Activity
When you spot the word "DatatypeDecl" in a line of the data below, copy that line.

Stored items from a collection:
-----
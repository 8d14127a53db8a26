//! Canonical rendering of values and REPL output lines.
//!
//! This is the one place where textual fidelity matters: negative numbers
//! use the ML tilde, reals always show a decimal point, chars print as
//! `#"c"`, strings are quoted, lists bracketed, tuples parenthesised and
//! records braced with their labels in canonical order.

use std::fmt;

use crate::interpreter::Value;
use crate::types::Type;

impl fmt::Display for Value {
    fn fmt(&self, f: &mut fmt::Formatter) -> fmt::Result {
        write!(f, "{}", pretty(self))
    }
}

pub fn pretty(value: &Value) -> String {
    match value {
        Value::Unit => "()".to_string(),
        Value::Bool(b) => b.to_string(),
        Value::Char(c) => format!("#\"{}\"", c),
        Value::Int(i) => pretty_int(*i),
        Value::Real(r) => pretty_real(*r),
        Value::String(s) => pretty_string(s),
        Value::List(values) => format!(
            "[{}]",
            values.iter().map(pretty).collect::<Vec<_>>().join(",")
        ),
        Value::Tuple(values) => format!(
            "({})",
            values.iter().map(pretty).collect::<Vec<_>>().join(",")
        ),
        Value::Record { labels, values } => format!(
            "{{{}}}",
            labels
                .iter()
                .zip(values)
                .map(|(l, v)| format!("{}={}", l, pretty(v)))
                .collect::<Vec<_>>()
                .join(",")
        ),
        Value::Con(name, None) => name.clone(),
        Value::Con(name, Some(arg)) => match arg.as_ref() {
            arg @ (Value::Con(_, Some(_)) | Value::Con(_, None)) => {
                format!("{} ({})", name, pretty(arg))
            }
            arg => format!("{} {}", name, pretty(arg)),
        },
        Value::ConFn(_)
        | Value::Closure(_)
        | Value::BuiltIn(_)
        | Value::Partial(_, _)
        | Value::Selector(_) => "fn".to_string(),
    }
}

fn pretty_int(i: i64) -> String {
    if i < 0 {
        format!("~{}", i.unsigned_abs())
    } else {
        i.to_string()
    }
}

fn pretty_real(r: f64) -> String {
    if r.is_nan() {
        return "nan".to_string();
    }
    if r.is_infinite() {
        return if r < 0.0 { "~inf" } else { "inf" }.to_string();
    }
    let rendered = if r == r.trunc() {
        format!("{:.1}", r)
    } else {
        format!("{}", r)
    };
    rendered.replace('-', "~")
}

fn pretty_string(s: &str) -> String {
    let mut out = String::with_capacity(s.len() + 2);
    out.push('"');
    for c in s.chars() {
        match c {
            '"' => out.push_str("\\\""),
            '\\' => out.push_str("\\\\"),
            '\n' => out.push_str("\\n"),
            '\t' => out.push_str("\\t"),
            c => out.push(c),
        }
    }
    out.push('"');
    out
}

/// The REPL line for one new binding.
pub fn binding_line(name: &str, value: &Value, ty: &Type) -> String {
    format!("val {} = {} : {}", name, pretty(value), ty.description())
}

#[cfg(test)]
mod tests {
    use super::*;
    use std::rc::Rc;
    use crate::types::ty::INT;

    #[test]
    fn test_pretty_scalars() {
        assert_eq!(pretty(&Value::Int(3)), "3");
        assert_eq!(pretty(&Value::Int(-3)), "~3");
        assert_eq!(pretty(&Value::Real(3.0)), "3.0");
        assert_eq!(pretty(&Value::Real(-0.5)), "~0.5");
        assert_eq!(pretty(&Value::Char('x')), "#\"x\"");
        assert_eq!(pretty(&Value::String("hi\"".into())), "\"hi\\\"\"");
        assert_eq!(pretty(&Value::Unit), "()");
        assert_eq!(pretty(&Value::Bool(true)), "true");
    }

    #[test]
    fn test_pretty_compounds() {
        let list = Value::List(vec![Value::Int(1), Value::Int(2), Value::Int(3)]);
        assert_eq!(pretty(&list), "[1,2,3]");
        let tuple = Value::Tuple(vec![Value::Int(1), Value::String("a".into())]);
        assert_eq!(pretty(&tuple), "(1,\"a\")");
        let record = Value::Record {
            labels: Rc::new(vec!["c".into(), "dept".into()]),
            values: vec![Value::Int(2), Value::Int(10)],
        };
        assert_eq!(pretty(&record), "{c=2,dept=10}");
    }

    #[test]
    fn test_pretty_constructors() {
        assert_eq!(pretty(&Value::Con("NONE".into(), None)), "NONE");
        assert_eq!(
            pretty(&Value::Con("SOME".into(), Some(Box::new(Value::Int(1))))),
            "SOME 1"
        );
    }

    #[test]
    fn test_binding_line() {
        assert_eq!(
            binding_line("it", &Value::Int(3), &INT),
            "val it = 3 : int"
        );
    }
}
-----
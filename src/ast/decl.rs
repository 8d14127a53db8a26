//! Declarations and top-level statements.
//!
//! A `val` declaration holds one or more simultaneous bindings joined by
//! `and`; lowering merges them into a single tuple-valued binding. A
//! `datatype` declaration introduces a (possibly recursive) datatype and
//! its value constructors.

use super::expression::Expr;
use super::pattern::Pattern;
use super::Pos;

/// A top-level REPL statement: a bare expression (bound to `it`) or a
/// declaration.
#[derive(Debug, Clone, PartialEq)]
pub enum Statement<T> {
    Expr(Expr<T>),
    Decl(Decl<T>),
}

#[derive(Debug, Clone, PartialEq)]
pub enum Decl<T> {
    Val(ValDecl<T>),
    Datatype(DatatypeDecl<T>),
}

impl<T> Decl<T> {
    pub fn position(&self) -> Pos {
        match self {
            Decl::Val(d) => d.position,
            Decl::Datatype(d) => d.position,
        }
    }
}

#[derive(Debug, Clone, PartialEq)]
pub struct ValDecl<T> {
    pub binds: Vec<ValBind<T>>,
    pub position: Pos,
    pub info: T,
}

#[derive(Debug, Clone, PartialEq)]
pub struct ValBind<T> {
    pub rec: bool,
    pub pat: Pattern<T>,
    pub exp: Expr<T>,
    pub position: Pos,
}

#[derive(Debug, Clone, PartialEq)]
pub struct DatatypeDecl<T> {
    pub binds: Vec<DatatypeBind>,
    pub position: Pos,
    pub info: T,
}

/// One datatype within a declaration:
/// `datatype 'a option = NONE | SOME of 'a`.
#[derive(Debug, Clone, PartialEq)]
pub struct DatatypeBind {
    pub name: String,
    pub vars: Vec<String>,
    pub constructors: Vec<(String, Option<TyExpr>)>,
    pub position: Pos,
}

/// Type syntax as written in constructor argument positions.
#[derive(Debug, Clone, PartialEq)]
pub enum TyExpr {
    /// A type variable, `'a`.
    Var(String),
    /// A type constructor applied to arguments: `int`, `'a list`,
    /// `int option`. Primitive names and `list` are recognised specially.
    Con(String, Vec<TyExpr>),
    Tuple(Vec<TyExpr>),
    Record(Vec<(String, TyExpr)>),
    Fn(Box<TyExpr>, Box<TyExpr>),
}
-----
Written response
    Datatype(DatatypeDecl<T>),
pub struct DatatypeDecl<T> {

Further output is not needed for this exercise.